UBC law professor Duff agrees. “This is a fair point, and in order to deal with it, we could potentially tax accrued gains — gains that have not yet materialized by the selling shares, for example. That way, less wealth will be accumulated,” he said.
The last piece in a tax-justice campaign could be an increased effort to crack down on tax havens. Tougher enforcement of offshore tax evasion is only fair, and it also pays off. The Parliamentary Budget Office recently published a report highlighting the massive benefits of tighter enforcement. The report reveals that the Canada Revenue Agency has been allocated close to $ 1.9 billion in additional funding between fiscal years 2015-16 and 2023-24. In return, the federal government expects to collect $ 13 billion in additional revenues over the same period. A remarkable return on investment.
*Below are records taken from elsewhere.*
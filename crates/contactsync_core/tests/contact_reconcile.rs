mod common;

use common::{config, member, run, total_writes, uid_of, untagged_group};
use contactsync_core::db::open_db_in_memory;
use contactsync_core::store::directory::MY_CONTACTS_RESOURCE_ID;
use contactsync_core::{
    ContactValue, MemoryDirectory, SnapshotStore, SqliteSnapshotStore, StoreError, SyncError,
};

#[test]
fn new_contact_replicates_with_remapped_memberships() {
    let conn = open_db_in_memory().unwrap();
    let home = MemoryDirectory::new();
    let work = MemoryDirectory::new();
    let spare = MemoryDirectory::new();
    home.edit(|state| {
        let friends = state.insert_group(untagged_group("Friends"));
        let mut ada = member("Ada Lovelace");
        ada.memberships.push(friends.resource_id);
        ada.emails.push(ContactValue::new("home", "ada@example.com"));
        state.insert_contact(ada);
    });

    let report = run(
        config(&["home", "work", "spare"]),
        &[("home", &home), ("work", &work), ("spare", &spare)],
        &conn,
    )
    .unwrap();

    assert_eq!(report.contacts_created, 2);
    let uid = uid_of(&home, "Ada Lovelace");
    for directory in [&work, &spare] {
        let state = directory.snapshot();
        let copy = state.contact_by_uid(&uid).unwrap();
        let friends = state.group_named("Friends").unwrap();
        assert_eq!(
            copy.memberships,
            vec![MY_CONTACTS_RESOURCE_ID.to_string(), friends.resource_id.clone()]
        );
        assert_eq!(copy.emails[0].value, "ada@example.com");
    }
}

#[test]
fn second_run_without_changes_issues_no_writes() {
    let conn = open_db_in_memory().unwrap();
    let home = MemoryDirectory::new();
    let work = MemoryDirectory::new();
    home.edit(|state| {
        state.insert_group(untagged_group("Friends"));
        state.insert_contact(member("Ada"));
    });
    work.edit(|state| {
        state.insert_contact(member("Grace"));
    });
    let accounts = [("home", &home), ("work", &work)];

    run(config(&["home", "work"]), &accounts, &conn).unwrap();
    let after_first = total_writes(&[&home, &work]);
    assert!(after_first > 0);

    let report = run(config(&["home", "work"]), &accounts, &conn).unwrap();
    assert_eq!(total_writes(&[&home, &work]), after_first);
    assert_eq!(report.total_writes(), 0);
}

#[test]
fn edit_in_one_account_overwrites_other_copies() {
    let conn = open_db_in_memory().unwrap();
    let home = MemoryDirectory::new();
    let work = MemoryDirectory::new();
    home.edit(|state| {
        let mut ada = member("Ada");
        ada.photo_url = Some("https://photos.example/ada".to_string());
        state.insert_contact(ada);
    });
    let accounts = [("home", &home), ("work", &work)];
    run(config(&["home", "work"]), &accounts, &conn).unwrap();

    let uid = uid_of(&home, "Ada");
    let resource_id = work
        .snapshot()
        .contact_by_uid(&uid)
        .and_then(|contact| contact.resource_id.clone())
        .unwrap();
    work.edit(|state| {
        state
            .edit_contact(&resource_id, |contact| {
                contact.phones.push(ContactValue::new("mobile", "+1 555 0100"))
            })
            .unwrap();
    });

    let report = run(config(&["home", "work"]), &accounts, &conn).unwrap();
    assert_eq!(report.contacts_updated, 1);

    let state = home.snapshot();
    let original = state.contact_by_uid(&uid).unwrap();
    assert_eq!(original.phones[0].value, "+1 555 0100");
    assert_eq!(
        original.photo_url.as_deref(),
        Some("https://photos.example/ada")
    );

    let writes = total_writes(&[&home, &work]);
    run(config(&["home", "work"]), &accounts, &conn).unwrap();
    assert_eq!(total_writes(&[&home, &work]), writes);
}

#[test]
fn concurrent_edits_resolve_to_later_account() {
    let conn = open_db_in_memory().unwrap();
    let home = MemoryDirectory::new();
    let work = MemoryDirectory::new();
    home.edit(|state| {
        state.insert_contact(member("Ada"));
    });
    let accounts = [("home", &home), ("work", &work)];
    run(config(&["home", "work"]), &accounts, &conn).unwrap();
    let uid = uid_of(&home, "Ada");

    for (directory, note) in [(&home, "from home"), (&work, "from work")] {
        let resource_id = directory
            .snapshot()
            .contact_by_uid(&uid)
            .and_then(|contact| contact.resource_id.clone())
            .unwrap();
        directory.edit(|state| {
            state
                .edit_contact(&resource_id, |contact| contact.note = Some(note.to_string()))
                .unwrap();
        });
    }

    run(config(&["home", "work"]), &accounts, &conn).unwrap();
    for directory in [&home, &work] {
        let state = directory.snapshot();
        assert_eq!(
            state.contact_by_uid(&uid).unwrap().note.as_deref(),
            Some("from work")
        );
    }
}

#[test]
fn private_membership_deletes_other_copies() {
    let conn = open_db_in_memory().unwrap();
    let home = MemoryDirectory::new();
    let work = MemoryDirectory::new();
    let family_id = home.edit(|state| {
        let family = state.insert_group(untagged_group("Family"));
        state.insert_contact(member("Ada"));
        family.resource_id
    });
    let accounts = [("home", &home), ("work", &work)];
    let private = || config(&["home", "work"]).with_private_group("Family");

    run(private(), &accounts, &conn).unwrap();
    let uid = uid_of(&home, "Ada");
    assert!(work.snapshot().contact_by_uid(&uid).is_some());

    let resource_id = home
        .snapshot()
        .contact_by_uid(&uid)
        .and_then(|contact| contact.resource_id.clone())
        .unwrap();
    home.edit(|state| {
        state
            .edit_contact(&resource_id, |contact| {
                contact.memberships.push(family_id.clone())
            })
            .unwrap();
    });

    let report = run(private(), &accounts, &conn).unwrap();
    assert_eq!(report.contacts_deleted_private, 1);
    assert!(work.snapshot().contact_by_uid(&uid).is_none());
    assert!(home.snapshot().contact_by_uid(&uid).is_some());

    let snapshots = SqliteSnapshotStore::new(&conn);
    assert!(!snapshots.load("work").unwrap().contains_key(&uid));
    assert!(snapshots.load("home").unwrap().contains_key(&uid));

    let writes = total_writes(&[&home, &work]);
    run(private(), &accounts, &conn).unwrap();
    assert_eq!(total_writes(&[&home, &work]), writes);
}

#[test]
fn private_contact_is_never_replicated() {
    let conn = open_db_in_memory().unwrap();
    let home = MemoryDirectory::new();
    let work = MemoryDirectory::new();
    home.edit(|state| {
        let family = state.insert_group(untagged_group("Family"));
        let mut ada = member("Ada");
        ada.memberships.push(family.resource_id);
        state.insert_contact(ada);
    });

    let report = run(
        config(&["home", "work"]).with_private_group("Family"),
        &[("home", &home), ("work", &work)],
        &conn,
    )
    .unwrap();

    assert_eq!(report.contacts_created, 0);
    assert!(work.snapshot().contact_named("Ada").is_none());
    assert!(work.snapshot().group_named("Family").is_some());
}

#[test]
fn deletion_propagates_to_every_account() {
    let conn = open_db_in_memory().unwrap();
    let home = MemoryDirectory::new();
    let work = MemoryDirectory::new();
    let spare = MemoryDirectory::new();
    home.edit(|state| {
        state.insert_contact(member("Ada"));
    });
    let accounts = [("home", &home), ("work", &work), ("spare", &spare)];
    let names = ["home", "work", "spare"];
    run(config(&names), &accounts, &conn).unwrap();
    let uid = uid_of(&home, "Ada");

    let resource_id = home
        .snapshot()
        .contact_by_uid(&uid)
        .and_then(|contact| contact.resource_id.clone())
        .unwrap();
    home.edit(|state| state.remove_contact(&resource_id).unwrap());

    let report = run(config(&names), &accounts, &conn).unwrap();
    assert_eq!(report.contacts_deleted_propagated, 2);
    for directory in [&home, &work, &spare] {
        assert!(directory.snapshot().contact_by_uid(&uid).is_none());
    }
    let snapshots = SqliteSnapshotStore::new(&conn);
    for name in names {
        assert!(!snapshots.load(name).unwrap().contains_key(&uid));
    }

    let writes = total_writes(&[&home, &work, &spare]);
    run(config(&names), &accounts, &conn).unwrap();
    assert_eq!(total_writes(&[&home, &work, &spare]), writes);
}

#[test]
fn concurrent_edit_recreates_deleted_copy() {
    let conn = open_db_in_memory().unwrap();
    let home = MemoryDirectory::new();
    let work = MemoryDirectory::new();
    home.edit(|state| {
        state.insert_contact(member("Ada"));
    });
    let accounts = [("home", &home), ("work", &work)];
    run(config(&["home", "work"]), &accounts, &conn).unwrap();
    let uid = uid_of(&home, "Ada");

    let home_id = home
        .snapshot()
        .contact_by_uid(&uid)
        .and_then(|contact| contact.resource_id.clone())
        .unwrap();
    let work_id = work
        .snapshot()
        .contact_by_uid(&uid)
        .and_then(|contact| contact.resource_id.clone())
        .unwrap();
    home.edit(|state| state.remove_contact(&home_id).unwrap());
    work.edit(|state| {
        state
            .edit_contact(&work_id, |contact| contact.note = Some("edited".to_string()))
            .unwrap();
    });

    let report = run(config(&["home", "work"]), &accounts, &conn).unwrap();
    assert_eq!(report.contacts_created, 1);
    assert_eq!(report.contacts_deleted_propagated, 0);
    for directory in [&home, &work] {
        let state = directory.snapshot();
        let copy = state.contact_by_uid(&uid).unwrap();
        assert_eq!(copy.note.as_deref(), Some("edited"));
    }
    let snapshots = SqliteSnapshotStore::new(&conn);
    assert!(snapshots.load("home").unwrap().contains_key(&uid));

    let writes = total_writes(&[&home, &work]);
    run(config(&["home", "work"]), &accounts, &conn).unwrap();
    assert_eq!(total_writes(&[&home, &work]), writes);
}

#[test]
fn deletion_propagates_when_no_copy_was_edited() {
    let conn = open_db_in_memory().unwrap();
    let home = MemoryDirectory::new();
    let work = MemoryDirectory::new();
    work.edit(|state| {
        state.insert_contact(member("Ada"));
    });
    let accounts = [("home", &home), ("work", &work)];
    run(config(&["home", "work"]), &accounts, &conn).unwrap();
    let uid = uid_of(&work, "Ada");

    let home_id = home
        .snapshot()
        .contact_by_uid(&uid)
        .and_then(|contact| contact.resource_id.clone())
        .unwrap();
    home.edit(|state| state.remove_contact(&home_id).unwrap());

    let report = run(config(&["home", "work"]), &accounts, &conn).unwrap();
    assert_eq!(report.contacts_created, 0);
    assert_eq!(report.contacts_deleted_propagated, 1);
    assert!(work.snapshot().contact_by_uid(&uid).is_none());
}

#[test]
fn dry_run_issues_no_writes_and_saves_no_snapshot() {
    let conn = open_db_in_memory().unwrap();
    let home = MemoryDirectory::new();
    let work = MemoryDirectory::new();
    home.edit(|state| {
        state.insert_group(untagged_group("Friends"));
        state.insert_contact(member("Ada"));
    });
    let mut dry = config(&["home", "work"]);
    dry.dry_run = true;

    let report = run(dry, &[("home", &home), ("work", &work)], &conn).unwrap();

    assert!(report.dry_run);
    assert!(!report.snapshots_saved);
    assert_eq!(report.contacts_created, 1);
    assert_eq!(report.groups_created, 1);
    assert_eq!(total_writes(&[&home, &work]), 0);
    assert!(work.snapshot().contact_named("Ada").is_none());
    assert!(home.snapshot().contact_named("Ada").unwrap().uid().is_none());
    assert_eq!(
        SqliteSnapshotStore::new(&conn).saved_at("home").unwrap(),
        None
    );
}

#[test]
fn transient_write_failures_are_retried() {
    let conn = open_db_in_memory().unwrap();
    let home = MemoryDirectory::new();
    let work = MemoryDirectory::new();
    home.edit(|state| {
        state.insert_contact(member("Ada"));
    });
    work.fail_next_writes(2);

    let report = run(
        config(&["home", "work"]),
        &[("home", &home), ("work", &work)],
        &conn,
    )
    .unwrap();

    assert_eq!(report.contacts_created, 1);
    assert!(work.snapshot().contact_named("Ada").is_some());
}

#[test]
fn unauthorized_account_aborts_before_any_write() {
    let conn = open_db_in_memory().unwrap();
    let home = MemoryDirectory::new();
    let work = MemoryDirectory::new();
    home.edit(|state| {
        state.insert_contact(member("Ada"));
    });
    work.revoke_access();

    let err = run(
        config(&["home", "work"]),
        &[("home", &home), ("work", &work)],
        &conn,
    )
    .unwrap_err();

    match err {
        SyncError::Store { account, source } => {
            assert_eq!(account, "work");
            assert!(matches!(source, StoreError::Unauthorized(_)));
        }
        other => panic!("unexpected error: {other}"),
    }
    assert_eq!(home.write_count(), 0);
    assert_eq!(
        SqliteSnapshotStore::new(&conn).saved_at("home").unwrap(),
        None
    );
}

#[test]
fn ineligible_contacts_are_never_touched() {
    let conn = open_db_in_memory().unwrap();
    let home = MemoryDirectory::new();
    let work = MemoryDirectory::new();
    home.edit(|state| {
        state.insert_contact(contactsync_core::Contact::named("No Groups"));
        let mut nameless = member("");
        nameless.name = None;
        state.insert_contact(nameless);
    });
    let before = home.snapshot();

    let report = run(
        config(&["home", "work"]),
        &[("home", &home), ("work", &work)],
        &conn,
    )
    .unwrap();

    assert_eq!(report.contacts_created, 0);
    assert_eq!(report.uids_minted, 0);
    assert_eq!(home.snapshot().contacts(), before.contacts());
    assert!(work.snapshot().contacts().is_empty());
}

#[test]
fn single_account_is_tagged_and_snapshotted() {
    let conn = open_db_in_memory().unwrap();
    let home = MemoryDirectory::new();
    home.edit(|state| {
        state.insert_contact(member("Ada"));
    });

    let report = run(config(&["home"]), &[("home", &home)], &conn).unwrap();

    assert_eq!(report.uids_minted, 1);
    assert_eq!(report.contacts_created, 0);
    let uid = uid_of(&home, "Ada");
    let saved = SqliteSnapshotStore::new(&conn).load("home").unwrap();
    assert!(saved.contains_key(&uid));
}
Beyond means for collecting revenue to balance the massive deficit, a wealth or inheritance tax, an increased tax bracket on capital gains and getting tougher on tax evasion will create a sense of fairness and solidarity among Canadians.
These steps would also limit the accumulation of wealth among the ultra-rich that undermines our democracy. With the NDP having the political power to push Trudeau’s minority government to pursue such measures, and a country torn apart by the coronavirus crisis, there is no better time for tax justice.